MATERIALS PROVIDED:
....
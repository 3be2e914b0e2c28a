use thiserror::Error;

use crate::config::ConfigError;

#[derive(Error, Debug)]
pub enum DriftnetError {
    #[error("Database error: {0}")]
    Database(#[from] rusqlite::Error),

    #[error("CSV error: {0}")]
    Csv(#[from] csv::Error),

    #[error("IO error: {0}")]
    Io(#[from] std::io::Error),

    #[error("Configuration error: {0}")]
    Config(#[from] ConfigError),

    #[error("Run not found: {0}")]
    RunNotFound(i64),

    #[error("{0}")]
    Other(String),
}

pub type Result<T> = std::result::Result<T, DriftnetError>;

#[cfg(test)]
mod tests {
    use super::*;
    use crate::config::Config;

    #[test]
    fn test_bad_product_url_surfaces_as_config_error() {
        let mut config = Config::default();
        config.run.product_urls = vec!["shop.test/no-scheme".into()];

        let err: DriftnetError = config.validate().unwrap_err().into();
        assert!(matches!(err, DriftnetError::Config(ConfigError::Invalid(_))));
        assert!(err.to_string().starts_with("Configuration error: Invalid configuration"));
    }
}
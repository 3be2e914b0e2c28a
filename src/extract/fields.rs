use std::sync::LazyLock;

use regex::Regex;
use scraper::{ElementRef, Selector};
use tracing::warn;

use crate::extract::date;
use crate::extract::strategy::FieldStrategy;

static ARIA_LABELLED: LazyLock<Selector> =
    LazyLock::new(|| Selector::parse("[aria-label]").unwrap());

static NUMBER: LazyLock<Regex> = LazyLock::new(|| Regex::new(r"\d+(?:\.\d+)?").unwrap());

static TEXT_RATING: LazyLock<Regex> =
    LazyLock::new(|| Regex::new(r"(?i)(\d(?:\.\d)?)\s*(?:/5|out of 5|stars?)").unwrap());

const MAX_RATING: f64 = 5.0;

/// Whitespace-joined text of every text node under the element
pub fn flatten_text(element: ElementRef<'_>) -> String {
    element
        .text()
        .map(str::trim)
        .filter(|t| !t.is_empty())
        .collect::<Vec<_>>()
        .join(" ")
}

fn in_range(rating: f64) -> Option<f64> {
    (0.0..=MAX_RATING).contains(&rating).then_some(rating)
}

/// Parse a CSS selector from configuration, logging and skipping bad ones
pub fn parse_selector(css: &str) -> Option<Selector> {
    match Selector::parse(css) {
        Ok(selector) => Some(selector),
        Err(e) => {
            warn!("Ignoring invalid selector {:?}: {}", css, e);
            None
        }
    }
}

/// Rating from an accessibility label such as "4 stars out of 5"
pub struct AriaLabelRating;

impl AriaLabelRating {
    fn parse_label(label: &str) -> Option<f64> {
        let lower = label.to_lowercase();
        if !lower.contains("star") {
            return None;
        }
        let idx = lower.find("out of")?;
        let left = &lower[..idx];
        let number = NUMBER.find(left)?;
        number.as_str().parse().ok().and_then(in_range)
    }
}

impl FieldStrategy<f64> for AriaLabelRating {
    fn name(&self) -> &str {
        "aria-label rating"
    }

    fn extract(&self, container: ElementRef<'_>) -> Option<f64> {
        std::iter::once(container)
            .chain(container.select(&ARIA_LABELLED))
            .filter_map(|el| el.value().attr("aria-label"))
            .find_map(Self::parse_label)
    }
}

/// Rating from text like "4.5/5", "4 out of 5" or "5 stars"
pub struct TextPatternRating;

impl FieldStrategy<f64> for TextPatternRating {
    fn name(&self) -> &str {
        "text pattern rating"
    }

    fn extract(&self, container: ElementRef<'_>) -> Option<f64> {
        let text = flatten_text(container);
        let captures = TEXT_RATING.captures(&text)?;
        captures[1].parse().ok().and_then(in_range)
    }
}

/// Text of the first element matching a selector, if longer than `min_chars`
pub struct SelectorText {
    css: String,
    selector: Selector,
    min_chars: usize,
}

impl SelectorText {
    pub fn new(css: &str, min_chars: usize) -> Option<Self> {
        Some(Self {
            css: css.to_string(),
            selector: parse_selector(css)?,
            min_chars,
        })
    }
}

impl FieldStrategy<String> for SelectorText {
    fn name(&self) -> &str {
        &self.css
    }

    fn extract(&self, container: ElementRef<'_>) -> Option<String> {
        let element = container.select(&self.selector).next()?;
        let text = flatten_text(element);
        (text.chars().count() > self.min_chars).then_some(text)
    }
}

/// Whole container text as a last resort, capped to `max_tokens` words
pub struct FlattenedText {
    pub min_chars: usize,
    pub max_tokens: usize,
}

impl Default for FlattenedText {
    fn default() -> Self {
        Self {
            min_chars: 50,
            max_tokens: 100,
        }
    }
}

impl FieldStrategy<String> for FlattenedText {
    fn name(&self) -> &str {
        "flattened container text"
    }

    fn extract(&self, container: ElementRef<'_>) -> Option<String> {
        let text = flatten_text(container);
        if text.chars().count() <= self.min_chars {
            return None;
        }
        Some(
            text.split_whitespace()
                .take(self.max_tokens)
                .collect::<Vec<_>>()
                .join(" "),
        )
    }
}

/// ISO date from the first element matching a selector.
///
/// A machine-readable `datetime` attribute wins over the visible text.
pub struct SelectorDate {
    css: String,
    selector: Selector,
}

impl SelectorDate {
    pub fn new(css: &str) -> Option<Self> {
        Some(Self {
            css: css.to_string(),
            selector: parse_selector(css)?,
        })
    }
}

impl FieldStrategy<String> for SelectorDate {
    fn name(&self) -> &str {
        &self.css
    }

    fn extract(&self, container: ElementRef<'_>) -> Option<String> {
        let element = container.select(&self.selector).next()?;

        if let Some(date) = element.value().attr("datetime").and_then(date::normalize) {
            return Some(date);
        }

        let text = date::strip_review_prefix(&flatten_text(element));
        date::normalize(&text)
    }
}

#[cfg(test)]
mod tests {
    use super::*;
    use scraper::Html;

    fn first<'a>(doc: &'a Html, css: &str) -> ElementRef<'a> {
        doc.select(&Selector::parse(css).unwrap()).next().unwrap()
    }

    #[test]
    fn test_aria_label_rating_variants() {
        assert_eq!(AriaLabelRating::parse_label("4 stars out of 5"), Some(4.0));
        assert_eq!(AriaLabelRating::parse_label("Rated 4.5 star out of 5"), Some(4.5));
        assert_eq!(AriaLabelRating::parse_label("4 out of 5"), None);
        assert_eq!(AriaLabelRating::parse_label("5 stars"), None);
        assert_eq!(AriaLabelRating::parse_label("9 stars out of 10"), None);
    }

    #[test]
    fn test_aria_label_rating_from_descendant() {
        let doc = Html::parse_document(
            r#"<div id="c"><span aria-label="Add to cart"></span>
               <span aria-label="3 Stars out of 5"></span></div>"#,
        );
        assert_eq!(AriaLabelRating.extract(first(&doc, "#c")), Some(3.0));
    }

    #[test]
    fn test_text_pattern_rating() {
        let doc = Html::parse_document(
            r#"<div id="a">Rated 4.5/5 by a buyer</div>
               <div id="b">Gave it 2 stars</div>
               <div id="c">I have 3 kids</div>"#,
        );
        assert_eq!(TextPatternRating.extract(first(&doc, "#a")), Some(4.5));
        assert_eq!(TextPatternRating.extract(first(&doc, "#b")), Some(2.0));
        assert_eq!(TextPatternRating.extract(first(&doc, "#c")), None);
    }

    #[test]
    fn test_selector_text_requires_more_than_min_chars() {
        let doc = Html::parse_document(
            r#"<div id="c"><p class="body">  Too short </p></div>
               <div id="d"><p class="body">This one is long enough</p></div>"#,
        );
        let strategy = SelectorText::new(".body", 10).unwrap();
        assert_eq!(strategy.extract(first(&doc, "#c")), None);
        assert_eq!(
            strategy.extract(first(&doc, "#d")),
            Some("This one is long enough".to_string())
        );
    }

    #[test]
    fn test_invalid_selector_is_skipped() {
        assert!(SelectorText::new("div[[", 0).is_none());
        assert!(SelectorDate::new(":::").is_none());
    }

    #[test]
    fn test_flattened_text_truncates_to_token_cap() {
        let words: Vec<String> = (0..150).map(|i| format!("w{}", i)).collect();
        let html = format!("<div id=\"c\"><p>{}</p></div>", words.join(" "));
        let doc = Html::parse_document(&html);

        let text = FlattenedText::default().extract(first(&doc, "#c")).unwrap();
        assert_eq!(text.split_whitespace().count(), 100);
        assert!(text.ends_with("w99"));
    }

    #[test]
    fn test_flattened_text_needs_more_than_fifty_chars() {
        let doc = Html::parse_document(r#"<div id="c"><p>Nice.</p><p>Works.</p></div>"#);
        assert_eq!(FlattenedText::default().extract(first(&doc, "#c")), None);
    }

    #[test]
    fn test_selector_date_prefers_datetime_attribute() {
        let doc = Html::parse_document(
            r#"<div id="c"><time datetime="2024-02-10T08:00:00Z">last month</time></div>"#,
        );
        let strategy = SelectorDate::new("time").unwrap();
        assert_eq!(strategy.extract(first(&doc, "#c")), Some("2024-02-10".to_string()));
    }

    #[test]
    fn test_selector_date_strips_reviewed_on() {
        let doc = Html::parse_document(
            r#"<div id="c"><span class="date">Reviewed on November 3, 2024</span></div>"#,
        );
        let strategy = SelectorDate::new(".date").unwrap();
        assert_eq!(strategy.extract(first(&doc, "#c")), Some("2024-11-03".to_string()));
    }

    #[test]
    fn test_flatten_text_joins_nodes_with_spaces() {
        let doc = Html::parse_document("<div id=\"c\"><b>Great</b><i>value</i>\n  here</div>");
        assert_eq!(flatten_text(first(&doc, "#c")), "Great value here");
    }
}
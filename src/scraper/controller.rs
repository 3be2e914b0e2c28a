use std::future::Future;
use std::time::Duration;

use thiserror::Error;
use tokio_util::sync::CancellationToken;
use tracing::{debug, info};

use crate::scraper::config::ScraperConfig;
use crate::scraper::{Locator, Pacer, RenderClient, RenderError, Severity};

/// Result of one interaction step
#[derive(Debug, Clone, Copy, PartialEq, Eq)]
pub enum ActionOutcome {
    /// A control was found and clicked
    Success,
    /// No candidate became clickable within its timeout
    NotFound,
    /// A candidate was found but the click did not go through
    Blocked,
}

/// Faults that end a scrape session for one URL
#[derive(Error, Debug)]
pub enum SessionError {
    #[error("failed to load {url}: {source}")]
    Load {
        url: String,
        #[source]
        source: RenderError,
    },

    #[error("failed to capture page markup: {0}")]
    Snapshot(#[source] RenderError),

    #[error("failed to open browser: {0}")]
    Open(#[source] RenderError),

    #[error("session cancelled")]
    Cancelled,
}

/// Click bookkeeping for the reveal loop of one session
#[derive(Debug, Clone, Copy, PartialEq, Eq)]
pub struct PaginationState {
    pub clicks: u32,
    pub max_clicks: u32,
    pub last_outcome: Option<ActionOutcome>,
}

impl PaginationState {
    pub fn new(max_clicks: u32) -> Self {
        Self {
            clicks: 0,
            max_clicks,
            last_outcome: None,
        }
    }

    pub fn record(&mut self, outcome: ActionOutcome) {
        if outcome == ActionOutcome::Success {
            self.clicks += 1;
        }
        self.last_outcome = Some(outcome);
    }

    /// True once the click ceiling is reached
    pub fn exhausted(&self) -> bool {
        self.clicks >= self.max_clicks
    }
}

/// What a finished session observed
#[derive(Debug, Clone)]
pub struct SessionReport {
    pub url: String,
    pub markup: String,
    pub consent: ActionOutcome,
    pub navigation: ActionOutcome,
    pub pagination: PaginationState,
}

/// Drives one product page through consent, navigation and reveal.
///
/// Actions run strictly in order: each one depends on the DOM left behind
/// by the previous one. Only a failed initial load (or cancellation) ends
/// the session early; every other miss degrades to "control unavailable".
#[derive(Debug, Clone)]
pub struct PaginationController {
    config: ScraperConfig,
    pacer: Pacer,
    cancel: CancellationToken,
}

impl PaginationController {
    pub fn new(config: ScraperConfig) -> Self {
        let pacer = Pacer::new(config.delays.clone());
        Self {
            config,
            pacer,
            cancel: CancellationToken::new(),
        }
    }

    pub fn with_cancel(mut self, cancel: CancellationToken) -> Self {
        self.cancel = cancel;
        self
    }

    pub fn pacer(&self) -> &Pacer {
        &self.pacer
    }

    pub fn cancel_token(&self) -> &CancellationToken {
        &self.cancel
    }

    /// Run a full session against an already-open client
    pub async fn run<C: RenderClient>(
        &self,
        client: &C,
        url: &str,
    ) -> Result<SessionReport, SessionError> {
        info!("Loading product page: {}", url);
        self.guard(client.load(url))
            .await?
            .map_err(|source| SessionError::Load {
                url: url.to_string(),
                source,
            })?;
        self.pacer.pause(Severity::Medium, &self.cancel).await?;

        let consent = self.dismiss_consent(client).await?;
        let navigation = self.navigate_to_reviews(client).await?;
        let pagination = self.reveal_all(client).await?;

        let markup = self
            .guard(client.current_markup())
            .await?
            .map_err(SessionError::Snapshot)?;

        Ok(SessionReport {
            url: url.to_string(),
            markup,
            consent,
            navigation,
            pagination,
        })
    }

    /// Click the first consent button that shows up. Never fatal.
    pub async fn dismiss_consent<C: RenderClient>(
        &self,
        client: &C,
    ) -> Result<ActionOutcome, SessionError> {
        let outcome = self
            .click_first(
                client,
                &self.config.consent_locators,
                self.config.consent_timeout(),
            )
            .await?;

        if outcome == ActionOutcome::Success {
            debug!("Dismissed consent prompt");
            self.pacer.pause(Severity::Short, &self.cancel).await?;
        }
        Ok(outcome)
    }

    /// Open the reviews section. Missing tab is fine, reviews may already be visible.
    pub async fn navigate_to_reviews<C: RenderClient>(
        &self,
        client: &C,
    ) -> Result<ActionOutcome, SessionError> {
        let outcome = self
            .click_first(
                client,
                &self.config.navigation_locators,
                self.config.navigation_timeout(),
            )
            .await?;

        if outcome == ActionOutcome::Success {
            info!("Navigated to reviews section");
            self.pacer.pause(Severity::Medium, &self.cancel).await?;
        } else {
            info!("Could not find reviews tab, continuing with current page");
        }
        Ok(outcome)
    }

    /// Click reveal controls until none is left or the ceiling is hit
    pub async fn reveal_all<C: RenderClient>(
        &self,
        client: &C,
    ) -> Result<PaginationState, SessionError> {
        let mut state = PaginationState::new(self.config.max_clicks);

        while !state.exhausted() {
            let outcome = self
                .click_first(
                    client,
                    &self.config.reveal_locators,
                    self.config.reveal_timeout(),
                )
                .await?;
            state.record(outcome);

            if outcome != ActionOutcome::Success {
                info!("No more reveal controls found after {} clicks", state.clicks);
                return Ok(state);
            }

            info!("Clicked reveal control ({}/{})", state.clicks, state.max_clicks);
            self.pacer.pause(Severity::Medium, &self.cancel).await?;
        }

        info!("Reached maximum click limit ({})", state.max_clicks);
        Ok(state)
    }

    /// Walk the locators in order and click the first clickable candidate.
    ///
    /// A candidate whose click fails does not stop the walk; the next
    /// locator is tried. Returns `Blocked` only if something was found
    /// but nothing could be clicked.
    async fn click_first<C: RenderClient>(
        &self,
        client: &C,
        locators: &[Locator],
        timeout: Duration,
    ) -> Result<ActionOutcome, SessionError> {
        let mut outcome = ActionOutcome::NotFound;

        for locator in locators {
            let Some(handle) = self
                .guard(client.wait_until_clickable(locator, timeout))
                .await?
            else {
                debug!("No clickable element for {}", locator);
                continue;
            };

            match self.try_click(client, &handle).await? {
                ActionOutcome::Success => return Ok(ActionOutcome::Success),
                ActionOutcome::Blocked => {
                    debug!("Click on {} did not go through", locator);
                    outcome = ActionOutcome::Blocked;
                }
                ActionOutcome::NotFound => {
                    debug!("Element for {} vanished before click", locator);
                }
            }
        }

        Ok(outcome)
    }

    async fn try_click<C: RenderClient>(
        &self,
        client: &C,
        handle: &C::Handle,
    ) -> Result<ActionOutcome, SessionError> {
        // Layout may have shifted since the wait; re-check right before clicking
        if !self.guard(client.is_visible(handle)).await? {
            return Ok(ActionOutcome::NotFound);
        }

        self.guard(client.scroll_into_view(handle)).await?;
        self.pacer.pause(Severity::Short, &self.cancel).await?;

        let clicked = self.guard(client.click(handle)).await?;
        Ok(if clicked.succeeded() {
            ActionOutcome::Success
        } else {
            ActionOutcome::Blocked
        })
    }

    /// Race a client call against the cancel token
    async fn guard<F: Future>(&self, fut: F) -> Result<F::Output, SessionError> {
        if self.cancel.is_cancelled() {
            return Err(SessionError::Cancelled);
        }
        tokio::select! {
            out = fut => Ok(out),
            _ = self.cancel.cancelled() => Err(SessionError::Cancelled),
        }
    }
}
....
REQUIREMENT: Lines with the word "matching" in them should be copied from the preceding records.

YOUR SOLUTION:
/// Text of the first element matching a selector, if longer than `min_chars`
/// ISO date from the first element matching a selector.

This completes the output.